Florida public university system to vote on defunding diversity programs

(Reuters) – Florida’s public university system will decide next Wednesday whether to ban diversity spending and remove sociology classes as a way to fulfill social-science course requirements, a week after the state education board approved the measures for public colleges.

The new rules, which easily passed in a Florida Board of Education meeting on Wednesday, would bring the state’s public higher education institutions in line with a bill that Governor Ron DeSantis signed in May.

The law banned the spending of tax dollars on college diversity, equity and inclusion programs (DEI) and restricted how race and gender could be taught on campuses.

DeSantis, who is challenging former President Donald Trump to be the Republican nominee in November’s U.S. presidential election, has aggressively fought efforts to build racial, social and religious diversity in Florida schools.
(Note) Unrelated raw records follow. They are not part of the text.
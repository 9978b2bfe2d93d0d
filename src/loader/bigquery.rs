//! BigQuery REST loader.
//!
//! Runs `SELECT *` over the configured table with `jobs.query` and pages
//! through `jobs.getQueryResults` until the job is complete and no page
//! token remains. Rows come back as `{"f": [{"v": ..}]}` cells aligned with
//! `schema.fields`; they are flattened into name-keyed objects here.
//!
//! The whole fetch, polls included, is bounded by the configured query
//! deadline.

use std::time::Duration;

use async_trait::async_trait;
use chrono::DateTime;
use reqwest::{Client, RequestBuilder};
use serde::Deserialize;
use serde_json::{Value, json};

use super::{DataLoader, LoadError};
use crate::config::BigQueryConfig;
use crate::domain::RawRecord;

/// Rows requested per page.
const PAGE_SIZE: u32 = 10_000;

/// Server-side wait per request while the job is running.
const JOB_WAIT_MS: u32 = 10_000;

/// Pause before re-polling a job that is still running.
const POLL_INTERVAL: Duration = Duration::from_millis(500);

/// Upstream error bodies are cut to this many characters in errors.
const MAX_ERROR_BODY: usize = 512;

#[derive(Debug, Deserialize)]
#[serde(rename_all = "camelCase")]
struct QueryResponse {
    #[serde(default)]
    job_complete: bool,
    schema: Option<TableSchema>,
    #[serde(default)]
    rows: Vec<TableRow>,
    page_token: Option<String>,
    job_reference: Option<JobReference>,
    #[serde(default)]
    errors: Vec<ErrorProto>,
}

#[derive(Debug, Deserialize)]
struct TableSchema {
    #[serde(default)]
    fields: Vec<FieldSchema>,
}

#[derive(Debug, Deserialize)]
struct FieldSchema {
    name: String,
    #[serde(rename = "type", default)]
    field_type: String,
}

#[derive(Debug, Deserialize)]
struct TableRow {
    #[serde(default)]
    f: Vec<TableCell>,
}

#[derive(Debug, Deserialize)]
struct TableCell {
    #[serde(default)]
    v: Value,
}

#[derive(Debug, Clone, Deserialize)]
#[serde(rename_all = "camelCase")]
struct JobReference {
    project_id: String,
    job_id: String,
    location: Option<String>,
}

#[derive(Debug, Deserialize)]
struct ErrorProto {
    #[serde(default)]
    message: String,
    reason: Option<String>,
}

/// Loads the homeowners table through the BigQuery v2 REST API.
#[derive(Debug, Clone)]
pub struct BigQueryLoader {
    client: Client,
    config: BigQueryConfig,
}

impl BigQueryLoader {
    /// Creates a loader with its own HTTP client.
    ///
    /// # Errors
    ///
    /// Returns [`LoadError::Http`] if the HTTP client cannot be built.
    pub fn new(config: BigQueryConfig) -> Result<Self, LoadError> {
        let client = Client::builder().timeout(config.timeout).build()?;
        Ok(Self { client, config })
    }

    async fn start_query(&self) -> Result<QueryResponse, LoadError> {
        let url = format!(
            "{}/projects/{}/queries",
            self.config.api_base, self.config.project
        );
        let body = json!({
            "query": format!("SELECT * FROM {}", self.config.table_ref()),
            "useLegacySql": false,
            "maxResults": PAGE_SIZE,
            "timeoutMs": JOB_WAIT_MS,
        });
        self.send(self.client.post(url).json(&body)).await
    }

    async fn query_results(
        &self,
        job: &JobReference,
        page_token: Option<&str>,
    ) -> Result<QueryResponse, LoadError> {
        let url = format!(
            "{}/projects/{}/queries/{}",
            self.config.api_base, job.project_id, job.job_id
        );
        let mut query: Vec<(&str, String)> = vec![
            ("maxResults", PAGE_SIZE.to_string()),
            ("timeoutMs", JOB_WAIT_MS.to_string()),
        ];
        if let Some(token) = page_token {
            query.push(("pageToken", token.to_string()));
        }
        if let Some(location) = &job.location {
            query.push(("location", location.clone()));
        }
        self.send(self.client.get(url).query(&query)).await
    }

    async fn send(&self, request: RequestBuilder) -> Result<QueryResponse, LoadError> {
        let request = match &self.config.access_token {
            Some(token) => request.bearer_auth(token),
            None => request,
        };
        let response = request.send().await?;
        let status = response.status();
        if !status.is_success() {
            let body = response.text().await.unwrap_or_default();
            return Err(LoadError::Status {
                status: status.as_u16(),
                body: body.chars().take(MAX_ERROR_BODY).collect(),
            });
        }
        let parsed: QueryResponse = response.json().await?;
        if let Some(err) = parsed.errors.first() {
            return Err(LoadError::Query(match &err.reason {
                Some(reason) => format!("{reason}: {}", err.message),
                None => err.message.clone(),
            }));
        }
        Ok(parsed)
    }

    async fn fetch_pages(&self) -> Result<Vec<RawRecord>, LoadError> {
        let mut response = self.start_query().await?;
        let mut fields: Option<Vec<FieldSchema>> = None;
        let mut records = Vec::new();

        loop {
            let page_token = response.page_token.take();
            if response.job_complete {
                if fields.is_none() {
                    fields = response.schema.take().map(|s| s.fields);
                }
                let Some(fields) = fields.as_deref() else {
                    return Err(LoadError::Query("response has no schema".to_string()));
                };
                records.extend(response.rows.into_iter().map(|row| decode_row(fields, row)));
                if page_token.is_none() {
                    break;
                }
            }
            let Some(job) = response.job_reference.take() else {
                return Err(LoadError::Query("response has no job reference".to_string()));
            };
            if response.job_complete {
                tracing::debug!(job_id = %job.job_id, rows = records.len(), "fetching next result page");
            } else {
                tracing::debug!(job_id = %job.job_id, "job still running");
                tokio::time::sleep(POLL_INTERVAL).await;
            }
            response = self.query_results(&job, page_token.as_deref()).await?;
        }

        Ok(records)
    }
}

#[async_trait]
impl DataLoader for BigQueryLoader {
    async fn fetch_all(&self) -> Result<Vec<RawRecord>, LoadError> {
        let deadline = self.config.query_deadline;
        tokio::time::timeout(deadline, self.fetch_pages())
            .await
            .map_err(|_| {
                LoadError::Query(format!(
                    "job did not complete within {}s",
                    deadline.as_secs()
                ))
            })?
    }

    fn describe(&self) -> String {
        format!("bigquery:{}", self.config.table_ref())
    }
}

fn decode_row(fields: &[FieldSchema], row: TableRow) -> RawRecord {
    fields
        .iter()
        .zip(row.f)
        .map(|(field, cell)| {
            let value = if field.field_type.eq_ignore_ascii_case("TIMESTAMP") {
                timestamp_to_rfc3339(&cell.v)
            } else {
                cell.v
            };
            (field.name.clone(), value)
        })
        .collect()
}

/// TIMESTAMP cells are epoch seconds encoded as a float string.
#[allow(clippy::cast_possible_truncation)]
fn timestamp_to_rfc3339(value: &Value) -> Value {
    let Some(secs) = value.as_str().and_then(|s| s.parse::<f64>().ok()) else {
        return Value::Null;
    };
    let whole = secs.floor();
    let nanos = ((secs - whole) * 1e9).round() as u32;
    DateTime::from_timestamp(whole as i64, nanos.min(999_999_999))
        .map_or(Value::Null, |dt| Value::String(dt.to_rfc3339()))
}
He has made the issue a pillar of his platform, emerging as a leader in a larger Republican war against what conservatives see as a left-wing agenda to sow racial and political divisions in U.S. public education.



Many higher-education experts and free-speech advocates have criticized his policies as attacks on academic freedom.

Under the new rules, public colleges and universities must not spend state or federal funds on programs that promote “differential” treatment of individuals based on “race, color, sex, national origin, gender identity, or sexual orientation.”

They are also barred from spending such funds on activities “intended to achieve a desired result related to social issues,” which the rules define as “topics that polarize or divide society among political, ideological, moral, or religious beliefs.”

The law that DeSantis signed last year required the “core” general education course curriculum to be revised by faculty committees appointed by the boards who oversee the state’s 28 public colleges and 12 public universities.

Those committees recommended cutting sociology from the list of “core” social-science courses, and replacing it with an introductory survey course on U.S. history before 1877, the final year of the post-Civil War Reconstruction Era in which U.S. lawmakers sought to integrate into society enslaved people who had been freed.

Sociology will still be available to Florida students who wish to take it, and colleges can still recommend it as a core social-science course, despite the fact that it will no longer be considered such under state law.